Und wie wird es dann weitergehen? Was etwa, wenn das Denkmal erneut beschmiert wird? Wihlidal ließ sich da bei dem Pressetermin zu einer durchaus interessanten Äußerung hinreißen: Das Denkmal werde nun eben einmal gereinigt und dann – geneigt – neu aufgebaut. Und dann werde man sehen, wie es weitergehe. „Es wird wieder zur Verfügung stehen.“ Replik Kaup-Haslers darauf: „Wir werden sehen, wie die Öffentlichkeit damit umgeht.

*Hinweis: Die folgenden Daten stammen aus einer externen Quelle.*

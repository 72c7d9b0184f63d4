use anyhow::Result;
use clap::Parser;
use colored::Colorize;
use rust_cms::cli;
use tracing::error;
use tracing_subscriber::{fmt, EnvFilter};

#[tokio::main]
async fn main() -> Result<()> {
    // 初始化日志系统，RUST_LOG 未设置时默认 info
    fmt()
        .with_env_filter(EnvFilter::try_from_default_env().unwrap_or_else(|_| EnvFilter::new("info")))
        .with_target(false)
        .init();

    // 解析命令行参数
    let cli = cli::Cli::parse();

    // 打印欢迎信息
    println!("{}", r"
 ____           _      ____ __  __ ____
|  _ \ _   _ __| |_   / ___|  \/  / ___|
| |_) | | | / _` __| | |   | |\/| \___ \
|  _ <| |_| \__ \ |_  | |___| |  | |___) |
|_| \_\\__,_|___/\__|  \____|_|  |_|____/
    ".bright_cyan());

    println!("{} {}", "Rust-CMS".bright_cyan(), env!("CARGO_PKG_VERSION").bright_green());
    println!("{}", "A blog/CMS backend written in Rust".bright_white());
    println!();

    // 执行命令
    if let Err(e) = cli::execute(cli).await {
        error!("Error: {}", e);

        // 打印错误链
        let mut source = e.source();
        while let Some(e) = source {
            error!("Caused by: {}", e);
            source = e.source();
        }

        std::process::exit(1);
    }

    Ok(())
}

Ich werde niemanden befeuern, das zu tun, weil ich persönlich nichts anschmiere, aber wir werden sehen, was diese Schrägstellung dieses Kunstwerks in der Öffentlichkeit auslöst.“ Sie betonte zudem, dass die Stadt mit den aktuellen Beschmierungen „gelassen“ umgehe. „Hier schreibt sich auch etwas ein in das Denkmal.“
Jury-Vorsitzende Eva-Maria Stadler, sie ist Professorin für Kunst- und Wissenstransfer an der Universität für Angewandte Kunst Wien, betonte, es gehe nun vor allem darum, die sehr schwierige Figur des Dr. Karl Lueger in der Bevölkerung in ein anderes Bewusstsein zu bringen. In der Entscheidung der Jury heißt es dazu unter anderem: „Der Entwurf vermag die öffentliche Debatte lebendig zu halten und so zu einer Bewusstseinsschärfung in der Zivilgesellschaft zu führen. Die Transformation des Denkmals unterläuft die affirmative Betrachtung von Luegers Politik der Ausgrenzung und seiner rassistischen und antisemitischen Hassreden.“ Neben Stadler gehören der Jury an: Iris Andraschek, Aleida Assmann, Katharina Blaas, Herwig Turk, Markus Figl, Lucia Grabetz, Felicitas Heimann-Jelinek, Sonja Huber, Franz Kobermaier, Hanno Loewy, Herbert Posch, Thomas Dr. Trummer sowie Heimo Zobernig.